# Hello, lone cat owner here...



## DianeElaine (Aug 22, 2015)

Hi, I was feeling a bit sad today about a situation that has reared it's head where I live. It pertains to my cat, Kira. It has made me sad and when I am feeling that way about things that I have no control over, situations I have to learn to live with, I tend to find a forum that makes me feel happier Since my feelings today are a bit low due to my being a cat owner I decided to join this Cat Forum. 

My cat, Kira has been a part of my life since August, 2013. She has a notched ear that the Humane Society gave her when they did a sweep of our small city. She was fixed then released. They actually didn't take her off the streets until a few months later when they caught her again. That time they put her up for adoption in their shelter. It is where I met her. 

She is very social. She and I live quiet lives but she is right at my door when someone rings the doorbell. Sometimes my friends want to hold her and she is a good girl through that. Kira is my first pet. At 59 it was about time that happened. 

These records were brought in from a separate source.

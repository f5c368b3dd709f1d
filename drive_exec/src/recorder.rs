//! # Recorder
//!
//! Records camera frames along with the sensor readings and commands of the
//! cycle they were used in, for offline replay and tuning.
//!
//! ## Record format
//!
//! Each record is a little endian 55 byte header followed by the raw frame:
//!
//! | Offset | Size | Field |
//! |---|---|---|
//! | 0 | 4 | total record length in bytes, including this field |
//! | 4 | 4 | timestamp seconds |
//! | 8 | 4 | timestamp microseconds |
//! | 12 | 1 | throttle command, `i8` |
//! | 13 | 1 | steering command, `i8` |
//! | 14 | 12 | accelerometer, `3 x f32` |
//! | 26 | 12 | gyroscope, `3 x f32` |
//! | 38 | 1 | servo position |
//! | 39 | 8 | wheel encoder positions, `4 x u16` |
//! | 47 | 8 | wheel tick periods, `4 x u16` |
//! | 55 | n | frame bytes |
//!
//! Readers must use the length field to find the next record and treat the
//! frame bytes as opaque.

// ---------------------------------------------------------------------------
// IMPORTS
// ---------------------------------------------------------------------------

// External
use byteorder::{ByteOrder, LittleEndian};
use log::{info, warn};
use std::io::{self, Read};
use std::path::PathBuf;
use std::time::Instant;
use thiserror::Error;

// Internal
use util::flush::{FlushError, SinkFault, SinkId, WriterHandle};

// ---------------------------------------------------------------------------
// CONSTANTS
// ---------------------------------------------------------------------------

/// Length of the fixed part of each record.
pub const HEADER_LEN: usize = 55;

/// Records longer than this are assumed to be corrupt.
pub const MAX_RECORD_LEN: usize = 64 * 1024 * 1024;

/// Format of the default recording file name.
pub const DEFAULT_NAME_FORMAT: &str = "cycloid-%Y%m%d-%H%M%S.rec";

/// Target which sends the recording to standard output.
pub const STDOUT_TARGET: &str = "-";

/// Building or handing over a record slower than this is reported.
const SLOW_RECORD_S: f64 = 0.1;

// ---------------------------------------------------------------------------
// DATA STRUCTURES
// ---------------------------------------------------------------------------

/// Fixed part of a record.
#[derive(Debug, Clone, Copy, Default, PartialEq)]
pub struct RecordHeader {
    pub sec: u32,
    pub usec: u32,
    pub throttle: i8,
    pub steering: i8,
    pub accel: [f32; 3],
    pub gyro: [f32; 3],
    pub servo_pos: u8,
    pub wheel_pos: [u16; 4],
    pub wheel_dt: [u16; 4],
}

/// A decoded record.
#[derive(Debug, Clone, PartialEq)]
pub struct LogRecord {
    pub header: RecordHeader,
    pub frame: Vec<u8>,
}

/// Reads consecutive records from a stream.
pub struct RecordReader<R: Read> {
    inner: R,
    offset: u64,
}

/// Streams records to the `AsyncWriter`.
pub struct Recorder {
    writer: WriterHandle,

    /// Directory file targets are created in
    dir: PathBuf,

    /// Sink of the active recording
    sink: Option<SinkId>,

    /// Name of the active recording
    target: String,

    /// Number of frames skipped between records
    frameskip: u32,

    frame_counter: u32,

    num_records: u64,
}

// ---------------------------------------------------------------------------
// ENUMERATIONS
// ---------------------------------------------------------------------------

#[derive(Debug, Error)]
pub enum RecordError {
    #[error("Record at byte {0} is truncated")]
    Truncated(u64),

    #[error("Record at byte {0} has an invalid length of {1}")]
    BadLength(u64, usize),

    #[error("Cannot read the recording: {0}")]
    Io(#[from] io::Error),
}

#[derive(Debug, Error)]
pub enum RecorderError {
    #[error("Already recording to {0}")]
    AlreadyRecording(String),

    #[error("Cannot hand the recording to the writer: {0}")]
    WriterError(#[from] FlushError),
}

// ---------------------------------------------------------------------------
// IMPLEMENTATIONS
// ---------------------------------------------------------------------------

impl RecordHeader {
    fn encode_into(&self, buf: &mut [u8], total_len: u32) {
        LittleEndian::write_u32(&mut buf[0..4], total_len);
        LittleEndian::write_u32(&mut buf[4..8], self.sec);
        LittleEndian::write_u32(&mut buf[8..12], self.usec);
        buf[12] = self.throttle as u8;
        buf[13] = self.steering as u8;
        LittleEndian::write_f32_into(&self.accel, &mut buf[14..26]);
        LittleEndian::write_f32_into(&self.gyro, &mut buf[26..38]);
        buf[38] = self.servo_pos;
        LittleEndian::write_u16_into(&self.wheel_pos, &mut buf[39..47]);
        LittleEndian::write_u16_into(&self.wheel_dt, &mut buf[47..55]);
    }

    fn decode(buf: &[u8]) -> Self {
        let mut h = RecordHeader {
            sec: LittleEndian::read_u32(&buf[4..8]),
            usec: LittleEndian::read_u32(&buf[8..12]),
            throttle: buf[12] as i8,
            steering: buf[13] as i8,
            servo_pos: buf[38],
            ..Default::default()
        };
        LittleEndian::read_f32_into(&buf[14..26], &mut h.accel);
        LittleEndian::read_f32_into(&buf[26..38], &mut h.gyro);
        LittleEndian::read_u16_into(&buf[39..47], &mut h.wheel_pos);
        LittleEndian::read_u16_into(&buf[47..55], &mut h.wheel_dt);
        h
    }
}

impl LogRecord {
    /// Serialise a header and frame into one record buffer.
    pub fn encode(header: &RecordHeader, frame: &[u8]) -> Vec<u8> {
        let total = HEADER_LEN + frame.len();
        let mut buf = vec![0u8; total];
        header.encode_into(&mut buf[..HEADER_LEN], total as u32);
        buf[HEADER_LEN..].copy_from_slice(frame);
        buf
    }

    /// Parse a single record, which must fill `buf` exactly.
    pub fn decode(buf: &[u8]) -> Result<Self, RecordError> {
        if buf.len() < HEADER_LEN {
            return Err(RecordError::Truncated(0));
        }
        let len = LittleEndian::read_u32(&buf[0..4]) as usize;
        if len < HEADER_LEN || len > MAX_RECORD_LEN {
            return Err(RecordError::BadLength(0, len));
        }
        if len > buf.len() {
            return Err(RecordError::Truncated(0));
        }
        if len < buf.len() {
            return Err(RecordError::BadLength(0, len));
        }

        Ok(Self {
            header: RecordHeader::decode(buf),
            frame: buf[HEADER_LEN..].to_vec(),
        })
    }

    /// Total encoded length of the record.
    pub fn len(&self) -> usize {
        HEADER_LEN + self.frame.len()
    }
}

impl<R: Read> RecordReader<R> {
    pub fn new(inner: R) -> Self {
        Self { inner, offset: 0 }
    }

    /// Byte offset of the next record.
    pub fn offset(&self) -> u64 {
        self.offset
    }

    /// Read the next record, `None` at a clean end of stream.
    pub fn read_record(&mut self) -> Result<Option<LogRecord>, RecordError> {
        let mut len_buf = [0u8; 4];

        // Distinguish a clean end of stream from one inside the length field
        let mut got = 0;
        while got < len_buf.len() {
            match self.inner.read(&mut len_buf[got..]) {
                Ok(0) if got == 0 => return Ok(None),
                Ok(0) => return Err(RecordError::Truncated(self.offset)),
                Ok(n) => got += n,
                Err(e) if e.kind() == io::ErrorKind::Interrupted => continue,
                Err(e) => return Err(RecordError::Io(e)),
            }
        }

        let len = LittleEndian::read_u32(&len_buf) as usize;
        if len < HEADER_LEN || len > MAX_RECORD_LEN {
            return Err(RecordError::BadLength(self.offset, len));
        }

        let mut buf = vec![0u8; len];
        buf[..4].copy_from_slice(&len_buf);
        self.inner.read_exact(&mut buf[4..]).map_err(|e| {
            if e.kind() == io::ErrorKind::UnexpectedEof {
                RecordError::Truncated(self.offset)
            } else {
                RecordError::Io(e)
            }
        })?;

        self.offset += len as u64;

        Ok(Some(LogRecord {
            header: RecordHeader::decode(&buf),
            frame: buf.split_off(HEADER_LEN),
        }))
    }
}
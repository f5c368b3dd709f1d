//! Struct archiving functionality
//!
//! Rows are serialised to CSV on the calling thread and handed to the
//! `AsyncWriter` for writing, so archiving never touches the disk from the
//! producer's context.

// ---------------------------------------------------------------------------
// IMPORTS
// ---------------------------------------------------------------------------

// External imports
use csv::WriterBuilder;
use serde::Serialize;
use std::path::Path;
use thiserror::Error;

// Internal imports
use crate::flush::{FlushError, SinkId, WriterHandle};
use crate::session::Session;

// ---------------------------------------------------------------------------
// DATA STRUCTURES
// ---------------------------------------------------------------------------

/// An object used to write CSV archive files.
pub struct Archiver {
    writer: WriterHandle,
    sink: SinkId,
    header_written: bool,
}

// ---------------------------------------------------------------------------
// ENUMERATIONS
// ---------------------------------------------------------------------------

#[derive(Debug, Error)]
pub enum ArchiveError {
    #[error("Cannot serialise the record: {0}")]
    SerialiseError(#[from] csv::Error),

    #[error("Cannot extract the serialised record: {0}")]
    BufferError(String),

    #[error("Cannot send the record to the writer: {0}")]
    WriterError(#[from] FlushError),
}

// ---------------------------------------------------------------------------
// IMPLEMENTATIONS
// ---------------------------------------------------------------------------

impl Archiver {
    /// Create a new archiver from a paricular path relative to the session's
    /// archive root.
    pub fn from_path<P: AsRef<Path>>(
        session: &Session,
        writer: WriterHandle,
        path: P,
    ) -> Result<Self, ArchiveError> {
        let full_path = session.arch_root.join(path);
        let sink = writer.open_file(full_path)?;

        Ok(Self {
            writer,
            sink,
            header_written: false,
        })
    }

    /// Writer sink the archive file is bound to, for matching faults.
    pub fn sink(&self) -> SinkId {
        self.sink
    }

    /// Serialise a record into the archive.
    ///
    /// The header row is emitted along with the first record.
    pub fn serialise<T: Serialize>(&mut self, record: &T) -> Result<(), ArchiveError> {
        let mut w = WriterBuilder::new()
            .has_headers(!self.header_written)
            .from_writer(Vec::with_capacity(256));

        w.serialize(record)?;

        let buf = w
            .into_inner()
            .map_err(|e| ArchiveError::BufferError(e.to_string()))?;

        self.writer.enqueue(self.sink, buf)?;
        self.header_written = true;

        Ok(())
    }

    /// Close the archive file once all queued records are written.
    pub fn close(self) -> Result<(), ArchiveError> {
        self.writer.close(self.sink)?;
        Ok(())
    }
}

#[cfg(test)]
mod test {
    use super::*;
    use crate::flush::AsyncWriter;

    #[derive(Serialize)]
    struct Row {
        time_s: f64,
        v_ms: f64,
        mode: &'static str,
    }

    #[test]
    fn test_archive_rows() {
        let dir = tempfile::tempdir().unwrap();
        let session = Session::in_dir("test", dir.path()).unwrap();
        let writer = AsyncWriter::new().unwrap();

        let mut arch = Archiver::from_path(&session, writer.handle(), "ctrl.csv").unwrap();
        arch.serialise(&Row { time_s: 0.0, v_ms: 1.5, mode: "Manual" }).unwrap();
        arch.serialise(&Row { time_s: 0.1, v_ms: 1.25, mode: "Autodrive" }).unwrap();
        arch.close().unwrap();

        writer.shutdown().unwrap();

        let text = std::fs::read_to_string(session.arch_root.join("ctrl.csv")).unwrap();
        assert_eq!(
            text,
            "time_s,v_ms,mode\n0.0,1.5,Manual\n0.1,1.25,Autodrive\n"
        );
    }

    #[test]
    fn test_open_failure_faults_sink() {
        let dir = tempfile::tempdir().unwrap();
        let session = Session::in_dir("test", dir.path()).unwrap();
        let writer = AsyncWriter::new().unwrap();

        let mut arch =
            Archiver::from_path(&session, writer.handle(), "missing/ctrl.csv").unwrap();
        arch.serialise(&Row { time_s: 0.0, v_ms: 1.5, mode: "Manual" }).unwrap();

        let sink = arch.sink();
        arch.close().unwrap();
        writer.handle().replace_file(dir.path().join("barrier"), vec![]).unwrap();
        while writer.poll_replaced().is_empty() {
            std::thread::sleep(std::time::Duration::from_millis(1));
        }

        let faults = writer.poll_faults();
        assert_eq!(faults.len(), 1);
        assert_eq!(faults[0].id, sink);
    }
}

I'm glad I found this forum. Actually, before I googled 'Cat Forums' I was not even sure I would find such a thing


----------



## 10cats2dogs (Jun 16, 2013)

Hi Diane! Welcome aboard!
What is going on with Kira, that has you feeling sad??
I hope we can help...
Sharon


----------



## DianeElaine (Aug 22, 2015)

Hi, Sharon Thank you for the welcome. Well, it is a weird letter I received from the Management where I live. I've lived here 5 years and it is the first time I have gotten a letter from them personally. Any time we all hear from the Office is by a paper slipped under our doors about a policy change, maintenance coming to our apartments to check smoke detectors, things of this nature. This was a letter addressed to me. What it was about was a heads up about rules of owning our pets. 4 of 5 items I was aware of and of course as an owner just naturally is taken care of by any responsible pet owner. No more than 2 pets allowed per residence, pet owners must clean up after their pets and dispose of their waste responsibly, pets can not be left alone more than 1 day, pets must be kept on a leash, in a carrier and in their apartments. Then came the 5th one listed which alerted me to the reason I got the letter. Pets are not permitted in any apartment other than that of the pet owner . I did not know that rule. I'm not a rule breaker, I live here and am glad I am able to live here too. Doing something to jeopardize that would make no sense though others here do it. Each to their own but it always surprises me when others do things they know could get them kicked out of their homes. Soooo, why this has me sad is that I have always let my neighbor across the hall from me take Kira my cat for a visit. Kira loves to go over an visit with my friend Ann. She stays about an hour maybe a bit longer some times. Ann has MS. She is a dog lover but can't have the care of a pet anymore since she has some really bad days. My cat Kira is the first cat she has ever made friends with. This always makes me smile when I think of that because a hard core dog lover is mushy about my cat. Animals can soothe us just when we need it and I believe it is a good part of how their close relationship came about. 
 I'm saddened that I have to let Ann know I can't allow Kira to go and visit her inside her apartments anymore. Sad too at the knowledge that Ann tends to ask if she can have Kira over on the days that her ability to visit me and Kira at my place is beyond her. I am telling her tomorrow since I did not feel up to relaying this news the last few days. I still have to go to the office here sometime this week and let them know I had no idea this was not allowed but I will stop doing that.


----------



## DebS (Jun 14, 2015)

Hi there and welcome to the forum! I'm sorry you were feeling sad but glad that you found us here. It sounds like you and Kira are fortunate to have found one another.


----------



## NebraskaCat (Jan 15, 2013)

Aw that is sad. Does Ann have family or caregivers that could help get her into a wheelchair on her bad days so she could visit you and Kira? I know nothing about MS, really, so if that's a silly suggestion, I apologize.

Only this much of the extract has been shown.